In 2015, after gaining buy-in from the community, Baishya and Smith helped villagers form a tight-knit community response team of affected villagers and provided them with materials and technical guidance to install a solar fence. And because electric fences require regular maintenance to ensure their effectiveness, the villagers and the Forestry Department elected Anil Bey as the fence keeper in 2016. Bey received part of the lump sum collected from the villagers for maintenance from the fence until the Forestry Department sets its allowance for this task at Rs 4,000 per month.

Closing, of course, is only as good as its upkeep – an ongoing task for which Bey was trained by WWF-India. Bey explains that electricity runs through the fence at night during the harvest season, from September to January, when elephant break-ins are on the rise, as well as at night during the lean season, when elephants are less likely to loot. crops and damage property.

Bey’s quick checks and fixes consist of lightly pinching the wire with a voltmeter to check for current flow; clean up any underbrush that could touch the wire and drain the feed; and ensure that the components of the fence (solar panels, batteries and energizers) are not faulty, damaged or removed.

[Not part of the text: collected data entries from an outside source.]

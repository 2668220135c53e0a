use std::fmt::Display;
use std::fs;
use std::path::{Path, PathBuf};

use plotters::coord::Shift;
use plotters::prelude::*;
use refl_core::errors::{ErrorInfo, ReflError};
use tracing::info;

/// Canvas size of every figure, in pixels.
pub const FIGURE_SIZE: (u32, u32) = (900, 600);

pub(crate) const PALETTE: [RGBColor; 6] = [
    RGBColor(31, 119, 180),
    RGBColor(255, 127, 14),
    RGBColor(44, 160, 44),
    RGBColor(214, 39, 40),
    RGBColor(148, 103, 189),
    RGBColor(140, 86, 75),
];

pub(crate) fn plot_error(err: impl Display) -> ReflError {
    ReflError::Io(ErrorInfo::new("plot-draw", err.to_string()))
}

/// Drawing area handed to the closure of [`save_plot`].
pub type Canvas<'a> = DrawingArea<SVGBackend<'a>, Shift>;

/// Draws a figure with `draw` and saves it to `<save_path>/<name>.svg`.
///
/// Missing directories are created.
pub fn save_plot<F>(save_path: &Path, name: &str, draw: F) -> Result<PathBuf, ReflError>
where
    F: FnOnce(&Canvas<'_>) -> Result<(), ReflError>,
{
    fs::create_dir_all(save_path).map_err(|err| ReflError::io("plot-dir", save_path, err))?;
    let path = save_path.join(format!("{name}.svg"));
    {
        let root = SVGBackend::new(&path, FIGURE_SIZE).into_drawing_area();
        root.fill(&WHITE).map_err(plot_error)?;
        draw(&root)?;
        root.present().map_err(plot_error)?;
    }
    info!(path = %path.display(), "saved figure");
    Ok(path)
}

/// `(min, max)` of finite values, widened when degenerate.
pub(crate) fn extent<'a>(values: impl IntoIterator<Item = &'a f64>) -> (f64, f64) {
    let (lo, hi) = values
        .into_iter()
        .filter(|v| v.is_finite())
        .fold((f64::INFINITY, f64::NEG_INFINITY), |(lo, hi), &v| (lo.min(v), hi.max(v)));
    if !lo.is_finite() {
        return (0.0, 1.0);
    }
    if hi > lo {
        (lo, hi)
    } else {
        let pad = if lo == 0.0 { 1.0 } else { lo.abs() * 0.1 };
        (lo - pad, hi + pad)
    }
}

/// `(min, max)` of positive values for a logarithmic axis.
pub(crate) fn log_extent<'a>(values: impl IntoIterator<Item = &'a f64>) -> (f64, f64) {
    let positive: Vec<f64> = values
        .into_iter()
        .copied()
        .filter(|v| v.is_finite() && *v > 0.0)
        .collect();
    let (lo, hi) = extent(positive.iter());
    if positive.is_empty() || lo <= 0.0 {
        return (1e-8, 1.0);
    }
    (lo / 2.0, hi * 2.0)
}

#[cfg(test)]
mod tests {
    use super::*;

    #[test]
    fn extents() {
        assert_eq!(extent(&[1.0, 3.0, f64::NAN]), (1.0, 3.0));
        assert_eq!(extent(&[0.0]), (-1.0, 1.0));
        assert_eq!(extent(&[] as &[f64]), (0.0, 1.0));
        assert_eq!(log_extent(&[0.0, 1e-4, 1.0]), (5e-5, 2.0));
    }
}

His involvement has helped reduce human-elephant conflict, allowing tea garden workers and villagers to live in peace. “There was a time,” he says, “when they kept crying hysterically over encounters with elephants.”

Community management of solar fencing in Biswanath district has resulted in a 70% reduction in damage caused by elephants in adjacent tea plantations. And there are almost no more sightings of elephants in the villages. In fact, Anil Baruah almost misses the sense of unity he felt during the chaotic elephant encounters of the past.

About 60 miles away, community cohesion around maintaining another 13-mile solar fence remains strong in the eight villages of Sonitpur district, despite incidents of human-elephant conflict that have stalled over the past two to last three years.

Tulsi Upadhyaya, who belongs to one of these villages, Sonai Miri Gaon, is the head of the Hasti Manab Suraksha committee – the elephant and people protection committee – which oversees the villagers’ financial contribution to the maintenance of the fences. . “Everyone understands the need for fences to live near elephants,” he says. “Each household pays between 300 and 500 rupees into the coffers of the committee at least once every three years. And a reliable resident is elected to guard the fence.